* Exercise:
Taking the line with "within a sample)." as the first and the line with "usize, nuisance_count: usize)" as the last, set down exactly every line in that range from the entries below, and no more.

* Dataset entries:
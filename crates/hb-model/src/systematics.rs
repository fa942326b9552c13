//! Pseudo-random normalization systematics.

use hb_core::{Error, Result};
use rand::rngs::StdRng;
use rand::{Rng, SeedableRng};
use serde::{Deserialize, Serialize};

/// Overall (normalization) systematic attached to a sample.
///
/// `uncertainty_up` / `uncertainty_down` are relative effects: the +1σ
/// variation scales the sample by `1 + up`, the −1σ variation by `1 - down`.
#[derive(Debug, Clone, PartialEq, Serialize, Deserialize)]
pub struct NuisanceSpec {
    /// Nuisance name (unique within a sample).
    pub name: String,
    /// Relative upward effect.
    pub uncertainty_up: f64,
    /// Relative downward effect.
    pub uncertainty_down: f64,
}

impl NuisanceSpec {
    /// Both effects must be positive and the downward factor `1 - down` must stay positive.
    pub fn validate(&self) -> Result<()> {
        let up = self.uncertainty_up;
        let down = self.uncertainty_down;
        if !(up.is_finite() && up > 0.0 && down.is_finite() && down > 0.0 && down < 1.0) {
            return Err(Error::Validation(format!(
                "systematic '{}': invalid up/down uncertainties ({}, {})",
                self.name, up, down
            )));
        }
        Ok(())
    }
}

/// Seed for nuisance `nuisance` of `nuisance_count` in channel `channel`.
///
/// Integer formula `channel * nuisance / nuisance_count`. It collides often
/// (every nuisance of channel 0 gets seed 0); reproducibility of cached
/// workspaces depends on it staying exactly this.
pub fn seed_for(channel: usize, nuisance: usize, nuisance_count: usize) -> u64 {
    if nuisance_count == 0 {
        return 0;
    }
    (channel as u64).wrapping_mul(nuisance as u64) / nuisance_count as u64
}

/// Generates reproducible per-nuisance up/down uncertainties.
#[derive(Debug, Clone, Copy)]
pub struct SystematicVariationGenerator {
    seed_fn: fn(usize, usize, usize) -> u64,
}

impl Default for SystematicVariationGenerator {
    fn default() -> Self {
        Self { seed_fn: seed_for }
    }
}

impl SystematicVariationGenerator {
    /// Generator with the standard seed derivation.
    pub fn new() -> Self {
        Self::default()
    }

    /// Generator with a custom seed derivation `(channel, nuisance, count) -> seed`.
    pub fn with_seed_fn(seed_fn: fn(usize, usize, usize) -> u64) -> Self {
        Self { seed_fn }
    }

    /// One spec per nuisance index, in index order.
    ///
    /// Names are `norm_uncertainty_<k>`, suffixed `_channel_<channel_index>`
    /// unless `shared_across_channels`. `nuisance_count == 0` yields nothing.
    pub fn generate(
        &self,
        nuisance_count: usize,
        channel_index: usize,
        shared_across_channels: bool,
    ) -> Vec<NuisanceSpec> {
        let scale = 100.0_f64.sqrt();
        (0..nuisance_count)
            .map(|k| {
                let seed = (self.seed_fn)(channel_index, k, nuisance_count);
                let r: f64 = StdRng::seed_from_u64(seed).r#gen();
                let uncertainty_up = (1.0 + r) / scale;
                let uncertainty_down = (1.0 - r) / scale;
                log::debug!(
                    "channel {} nuisance {}: +/- [{}, {}]",
                    channel_index,
                    k,
                    uncertainty_up,
                    uncertainty_down
                );

                let mut name = format!("norm_uncertainty_{}", k);
                if !shared_across_channels {
                    name.push_str(&format!("_channel_{}", channel_index));
                }
                NuisanceSpec { name, uncertainty_up, uncertainty_down }
            })
            .collect()
    }
}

* Output of the exercise:
    /// Nuisance name (unique within a sample).
    pub name: String,
    /// Relative upward effect.
    pub uncertainty_up: f64,
    /// Relative downward effect.
    pub uncertainty_down: f64,
}

impl NuisanceSpec {
    /// Both effects must be positive and the downward factor `1 - down` must stay positive.
    pub fn validate(&self) -> Result<()> {
        let up = self.uncertainty_up;
        let down = self.uncertainty_down;
        if !(up.is_finite() && up > 0.0 && down.is_finite() && down > 0.0 && down < 1.0) {
            return Err(Error::Validation(format!(
                "systematic '{}': invalid up/down uncertainties ({}, {})",
                self.name, up, down
            )));
        }
        Ok(())
    }
}

/// Seed for nuisance `nuisance` of `nuisance_count` in channel `channel`.
///
/// Integer formula `channel * nuisance / nuisance_count`. It collides often
/// (every nuisance of channel 0 gets seed 0); reproducibility of cached
/// workspaces depends on it staying exactly this.
pub fn seed_for(channel: usize, nuisance: usize, nuisance_count: usize) -> u64 {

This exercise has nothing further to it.